The one story, showing remarkable footage of the Libyan civil war, is an unusually privileged window into the Arab Spring.
The other story, the story of Matt Van Dyke himself, is a tendentious and even tedious tale of a privileged American thrill-seeker.
You can sum up Van Dyke's story in three sentences. A bored 27-year-old, with no job and few friends, decides to go on a motorcycle trip across the Middle East and record his adventures. Eventually he joins his new Libyan motorcycle buddies in their war against Qaddafi, although he doesn't accomplish very much other than getting thrown in prison. After he miraculously survives, Van Dyke takes his footage back to America and begins his new egotistical adventure: trying to become the man he always dreamed of being.
The film is a mix of VanDyke's original footage from the Middle East and an interview he did after returning to America. To his credit, he is handsome. But his constant vanity and posing for the camera is tiresome and immature. Van Dyke is especially obsessed with how the media portrays him.
And "Point and Shoot" has some serious problems. Although VanDyke's soliloquy is occasionally interrupted by the director, Marshall Curry, his narrative goes unquestioned and unchecked. For example, Van Dyke is thrown into Libyan prison for months, and says that he spent the time regretting how his actions have hurt his loved ones back in Baltimore, who are worrying over him. But as soon as Van Dyke is freed, he ignores everyone's advice to return to America, and instead decides to stay and fight, further troubling his mom and girlfriend.
Not having anyone push Van Dyke made this movie less a documentary and more of a vanity project. We were left with many, many questions after seeing the film. Van Dyke didn't have a job, so who paid for his long motorcycle trips overseas? How much time elapsed between different trips?
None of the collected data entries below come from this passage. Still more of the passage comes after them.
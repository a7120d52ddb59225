//! # b64kit: Base64 encoding and decoding for the command line
//!
//! `b64kit` backs the `b64` and `d64` commands. The encoder turns a string or
//! the bytes of a file into standard, padded Base64. The decoder reads Base64
//! from a string, a file or the clipboard, checks it, and either returns the
//! decoded text or bytes, or writes them to a file and offers to open it.
//!
//! ## Example
//!
//! ```
//! use b64kit::{decoder, encoder, Payload};
//!
//! let encoded = encoder::encode(&Payload::Text("hello world".into())).unwrap();
//! assert_eq!(encoded, "aGVsbG8gd29ybGQ=");
//! assert_eq!(decoder::decode_text(&encoded).unwrap(), "hello world");
//! ```
//!
//! Clipboard access, the open-file prompt and launching files go through the
//! traits in [`host`], so the decoder can be driven without a terminal or a
//! desktop session.

pub mod decoder;
pub mod encoder;
pub mod error;
pub mod host;
pub mod input;
pub mod utils;

// Re-export commonly used types for convenience
pub use decoder::{DecodeOptions, Decoded, Decoder, DecoderBuilder, OpenOutcome, OutputMode};
pub use encoder::encode;
pub use error::{Error, Result};
pub use input::{Payload, Source};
Quick Googling revealed some of the holes in how VanDyke's story is presented, too. The film never mentions this, but Van Dyke annoyed many journalists with his decision to stay in Libya and fight. See the story "VanDyke's deception increases risks for journalists." That seemed like a pretty big news event to gloss over.
Having seen "Street Fight," I was excited to watch more of Marshall Curry's work. But while that movie focused on someone trying to make a real difference, activist Cory Booker, this movie only appears interested in making a difference for Matt Van Dyke's fragile ego.
Street Fight (2005)
Politics at its best & dirtiest
Marshall Curry made me believe in the U.S. political system. He also made me hate it.
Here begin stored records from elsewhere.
//! Read-only feature tables.
//!
//! A table exposes two row-aligned columns: `X` (frames x feature bins) and `y`
//! (frames x label width). Rows are addressed by physical frame index and stored
//! contiguously in row-major layout, so a run of consecutive frames is a single slice.

use std::fs::File;
use std::path::Path;

use std::io::{Read, Seek};

use ndarray::{Array1, Array2, Axis};
use ndarray_npy::{NpzReader, ReadNpzError, ReadableElement};

use crate::{Error, Result};

/// The narrow capability the dataset adapter needs from a feature table.
pub trait TableStore {
    /// Number of physical rows (frames) in both columns.
    fn num_rows(&self) -> usize;

    /// Width of a feature row (number of feature bins).
    fn feature_dim(&self) -> usize;

    /// Width of a label row.
    fn target_dim(&self) -> usize;

    /// Rows `[start, start + count)` of `X`, flattened row-major.
    fn feature_rows(&self, start: usize, count: usize) -> Result<&[f32]>;

    /// Row `idx` of `y`.
    fn target_row(&self, idx: usize) -> Result<&[f32]>;
}

/// An in-memory table with contiguous row-major `X` and `y` buffers.
#[derive(Debug, Clone)]
pub struct MemoryTable {
    features: Vec<f32>,
    targets: Vec<f32>,
    rows: usize,
    feature_dim: usize,
    target_dim: usize,
}

impl MemoryTable {
    /// Build a table from flat buffers.
    ///
    /// `features` is `(rows, feature_dim)` and `targets` is `(rows, target_dim)`.
    pub fn from_flat(
        features: Vec<f32>,
        targets: Vec<f32>,
        feature_dim: usize,
        target_dim: usize,
    ) -> Result<Self> {
        if feature_dim == 0 {
            return Err(Error::InvalidData("feature_dim must be > 0".to_owned()));
        }
        if target_dim == 0 {
            return Err(Error::InvalidData("target_dim must be > 0".to_owned()));
        }
        if !features.len().is_multiple_of(feature_dim) {
            return Err(Error::InvalidData(format!(
                "features length {} is not divisible by feature_dim {}",
                features.len(),
                feature_dim
            )));
        }

        let rows = features.len() / feature_dim;
        if targets.len() != rows * target_dim {
            return Err(Error::InvalidData(format!(
                "targets length {} does not match rows * target_dim ({} * {})",
                targets.len(),
                rows,
                target_dim
            )));
        }

        Ok(Self {
            features,
            targets,
            rows,
            feature_dim,
            target_dim,
        })
    }

    /// Build a table from per-frame rows.
    ///
    /// This is a convenience constructor (it copies into contiguous storage).
    pub fn from_rows(features: &[Vec<f32>], targets: &[Vec<f32>]) -> Result<Self> {
        if features.len() != targets.len() {
            return Err(Error::InvalidData(format!(
                "features/targets row count mismatch: {} vs {}",
                features.len(),
                targets.len()
            )));
        }
        let feature_dim = features.first().map(|r| r.len()).unwrap_or(0);
        let target_dim = targets.first().map(|r| r.len()).unwrap_or(0);

        let features = flatten_rows(features, feature_dim, "feature")?;
        let targets = flatten_rows(targets, target_dim, "target")?;
        Self::from_flat(features, targets, feature_dim, target_dim)
    }

    fn from_arrays(x: Array2<f32>, y: Array2<f32>) -> Result<Self> {
        if x.nrows() != y.nrows() {
            return Err(Error::InvalidData(format!(
                "X has {} rows but y has {}",
                x.nrows(),
                y.nrows()
            )));
        }
        let (feature_dim, target_dim) = (x.ncols(), y.ncols());
        // `iter` walks in logical row-major order whatever the memory layout.
        let features = x.iter().copied().collect();
        let targets = y.iter().copied().collect();
        Self::from_flat(features, targets, feature_dim, target_dim)
    }
}

fn flatten_rows(rows: &[Vec<f32>], dim: usize, what: &str) -> Result<Vec<f32>> {
    let mut flat = Vec::with_capacity(rows.len() * dim);
    for (i, row) in rows.iter().enumerate() {
        if row.len() != dim {
            return Err(Error::InvalidData(format!(
                "{what} row {i} has len {}, expected {dim}",
                row.len()
            )));
        }
        flat.extend_from_slice(row);
    }
    Ok(flat)
}

impl TableStore for MemoryTable {
    #[inline]
    fn num_rows(&self) -> usize {
        self.rows
    }

    #[inline]
    fn feature_dim(&self) -> usize {
        self.feature_dim
    }

    #[inline]
    fn target_dim(&self) -> usize {
        self.target_dim
    }

    fn feature_rows(&self, start: usize, count: usize) -> Result<&[f32]> {
        let end = start
            .checked_add(count)
            .filter(|&end| end <= self.rows)
            .ok_or_else(|| {
                Error::OutOfRange(format!(
                    "rows [{start}, {start} + {count}) exceed table row count {}",
                    self.rows
                ))
            })?;
        Ok(&self.features[start * self.feature_dim..end * self.feature_dim])
    }

    fn target_row(&self, idx: usize) -> Result<&[f32]> {
        if idx >= self.rows {
            return Err(Error::OutOfRange(format!(
                "target row {idx} exceeds table row count {}",
                self.rows
            )));
        }
        let start = idx * self.target_dim;
        Ok(&self.targets[start..start + self.target_dim])
    }
}

/// A table read from a `.npz` archive holding arrays `X` and `y`.
///
/// Both columns may be stored as `f32`, `f64` or `i64` and are converted to `f32`.
/// A 1-D `y` (index labels) becomes a single-column table. The archive is read once in [`NpzTable::open`]; the file handle is closed before
/// `open` returns, so the table itself holds no OS resources.
#[derive(Debug, Clone)]
pub struct NpzTable {
    table: MemoryTable,
}

impl NpzTable {
    pub fn open<P: AsRef<Path>>(path: P) -> Result<Self> {
        let p = path.as_ref();
        let file = File::open(p)
            .map_err(|e| Error::InvalidData(format!("failed to open {}: {e}", p.display())))?;
        let mut npz = NpzReader::new(file)
            .map_err(|e| Error::InvalidData(format!("{} is not an npz archive: {e}", p.display())))?;
        let names = npz
            .names()
            .map_err(|e| Error::InvalidData(format!("failed to list {}: {e}", p.display())))?;

        let x_name = entry_name(&names, "X", p)?;
        let y_name = entry_name(&names, "y", p)?;
        let x = read_column(&mut npz, &x_name)
            .map_err(|e| Error::InvalidData(format!("failed to read X from {}: {e}", p.display())))?;
        let y = read_column(&mut npz, &y_name)
            .map_err(|e| Error::InvalidData(format!("failed to read y from {}: {e}", p.display())))?;

        let table = MemoryTable::from_arrays(x, y)?;
        log::debug!(
            "opened {} ({} rows, {} feature bins, label width {})",
            p.display(),
            table.num_rows(),
            table.feature_dim(),
            table.target_dim()
        );
        Ok(Self { table })
    }
}

/// Read `name` as `f32`, falling back to `f64` and `i64`.
///
/// On failure the `f32` error is returned.
fn read_column<R: Read + Seek>(
    npz: &mut NpzReader<R>,
    name: &str,
) -> std::result::Result<Array2<f32>, ReadNpzError> {
    let first = match read_as::<R, f32>(npz, name, |v| v) {
        Ok(a) => return Ok(a),
        Err(e) => e,
    };
    read_as::<R, f64>(npz, name, |v| v as f32)
        .or_else(|_| read_as::<R, i64>(npz, name, |v| v as f32))
        .map_err(|_| first)
}

fn read_as<R, A>(
    npz: &mut NpzReader<R>,
    name: &str,
    to_f32: impl Fn(A) -> f32,
) -> std::result::Result<Array2<f32>, ReadNpzError>
where
    R: Read + Seek,
    A: ReadableElement + Copy,
{
    let matrix: std::result::Result<Array2<A>, _> = npz.by_name(name);
    match matrix {
        Ok(a) => Ok(a.mapv(to_f32)),
        Err(e) => {
            let v: Array1<A> = npz.by_name(name).map_err(|_| e)?;
            Ok(v.mapv(to_f32).insert_axis(Axis(1)))
        }
    }
}

fn entry_name(names: &[String], column: &str, path: &Path) -> Result<String> {
    let with_ext = format!("{column}.npy");
    names
        .iter()
        .find(|n| *n == column || **n == with_ext)
        .cloned()
        .ok_or_else(|| {
            Error::InvalidData(format!(
                "{} has no `{column}` array (entries: {names:?})",
                path.display()
            ))
        })
}

impl TableStore for NpzTable {
    #[inline]
    fn num_rows(&self) -> usize {
        self.table.num_rows()
    }

    #[inline]
    fn feature_dim(&self) -> usize {
        self.table.feature_dim()
    }

    #[inline]
    fn target_dim(&self) -> usize {
        self.table.target_dim()
    }

    #[inline]
    fn feature_rows(&self, start: usize, count: usize) -> Result<&[f32]> {
        self.table.feature_rows(start, count)
    }

    #[inline]
    fn target_row(&self, idx: usize) -> Result<&[f32]> {
        self.table.target_row(idx)
    }
}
This film is an eye-opening view of street front politics. In the 2002 election, the young, intelligent, charismatic candidate Cory Booker wants to be Newark mayor. He thinks he can help turn the crime-ridden city around. But old-school politician Sharpe James has been mayor for 16 years, and he isn't going quietly. Curry follows along as Booker tries to play by the rules to win voter support, and James repeatedly tries every dirty trick in the book to stop him. He slurs Booker's ethnicity for not being black enough, he calls in paid supporters from out of state, he gets his team to tear down Booker's signs.
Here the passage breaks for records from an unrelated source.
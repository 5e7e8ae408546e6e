//! JSON model files.
//!
//! Layer kinds are stored as their snake_case tag and resolved on load, so a file
//! naming a kind this crate does not know fails with `UnsupportedLayerKind` instead
//! of a generic parse error.

use std::path::Path;

use serde::{Deserialize, Serialize};

use crate::{Error, Layer, LayerKind, Mlp, Result};

pub const MODEL_FORMAT_VERSION: u32 = 1;

/// On-disk form of an [`Mlp`].
#[derive(Debug, Clone, PartialEq, Serialize, Deserialize)]
pub struct ModelFile {
    pub format_version: u32,
    pub layers: Vec<LayerRecord>,
}

/// One layer of a [`ModelFile`]; `weights` is row-major `(out_dim, in_dim)`.
#[derive(Debug, Clone, PartialEq, Serialize, Deserialize)]
pub struct LayerRecord {
    /// Free-form label such as `pre` or `h0`; ignored on load.
    #[serde(default, skip_serializing_if = "Option::is_none")]
    pub name: Option<String>,
    pub kind: String,
    pub in_dim: usize,
    pub out_dim: usize,
    pub weights: Vec<f32>,
    pub biases: Vec<f32>,
}

impl LayerRecord {
    fn into_layer(self, idx: usize) -> Result<Layer> {
        let kind = self.kind.parse::<LayerKind>().map_err(|e| match e {
            Error::UnsupportedLayerKind(tag) => {
                Error::UnsupportedLayerKind(format!("layer {idx}: {tag}"))
            }
            other => other,
        })?;
        Layer::from_parts(self.in_dim, self.out_dim, kind, self.weights, self.biases)
    }
}

impl From<&Layer> for LayerRecord {
    fn from(layer: &Layer) -> Self {
        Self {
            name: None,
            kind: layer.kind().to_string(),
            in_dim: layer.in_dim(),
            out_dim: layer.out_dim(),
            weights: layer.weights().to_vec(),
            biases: layer.biases().to_vec(),
        }
    }
}

impl From<&Mlp> for ModelFile {
    fn from(model: &Mlp) -> Self {
        let layers = model
            .layers()
            .iter()
            .enumerate()
            .map(|(i, layer)| LayerRecord {
                name: Some(default_layer_name(i, model.num_layers())),
                ..LayerRecord::from(layer)
            })
            .collect();
        Self {
            format_version: MODEL_FORMAT_VERSION,
            layers,
        }
    }
}

/// `h0, h1, ..` for hidden layers and `y` for the output layer.
fn default_layer_name(idx: usize, num_layers: usize) -> String {
    if idx + 1 == num_layers {
        "y".to_owned()
    } else {
        format!("h{idx}")
    }
}

impl TryFrom<ModelFile> for Mlp {
    type Error = Error;

    fn try_from(file: ModelFile) -> std::result::Result<Self, Self::Error> {
        if file.format_version != MODEL_FORMAT_VERSION {
            return Err(Error::InvalidData(format!(
                "model file has format_version {}, this build reads {MODEL_FORMAT_VERSION}",
                file.format_version
            )));
        }
        let layers = file
            .layers
            .into_iter()
            .enumerate()
            .map(|(i, record)| record.into_layer(i))
            .collect::<Result<Vec<_>>>()?;
        Mlp::from_layers(layers)
    }
}

impl Mlp {
    pub fn to_json_string_pretty(&self) -> Result<String> {
        serde_json::to_string_pretty(&ModelFile::from(self))
            .map_err(|e| Error::InvalidData(format!("cannot encode model: {e}")))
    }

    pub fn from_json_str(s: &str) -> Result<Self> {
        let file: ModelFile = serde_json::from_str(s)
            .map_err(|e| Error::InvalidData(format!("malformed model file: {e}")))?;
        Self::try_from(file)
    }

    pub fn save_json<P: AsRef<Path>>(&self, path: P) -> Result<()> {
        let path = path.as_ref();
        let json = self.to_json_string_pretty()?;
        std::fs::write(path, json)
            .map_err(|e| Error::InvalidData(format!("cannot write {}: {e}", path.display())))
    }

    pub fn load_json<P: AsRef<Path>>(path: P) -> Result<Self> {
        let path = path.as_ref();
        let json = std::fs::read_to_string(path)
            .map_err(|e| Error::InvalidData(format!("cannot read {}: {e}", path.display())))?;
        Self::from_json_str(&json)
    }
}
There's a dramatic scene where James's police officers even push around Curry, for attempting to film the mayor!
Booker ends up losing the 2002 election, but the movie closes with him declaring his candidacy for 2006. He would win in a landslide, a deserving victory if I ever saw one.
As a piece of political education, Street Fight is absolutely essential. As a piece of filmmaking, it is absolutely terrific. Marshall Curry is a director to watch.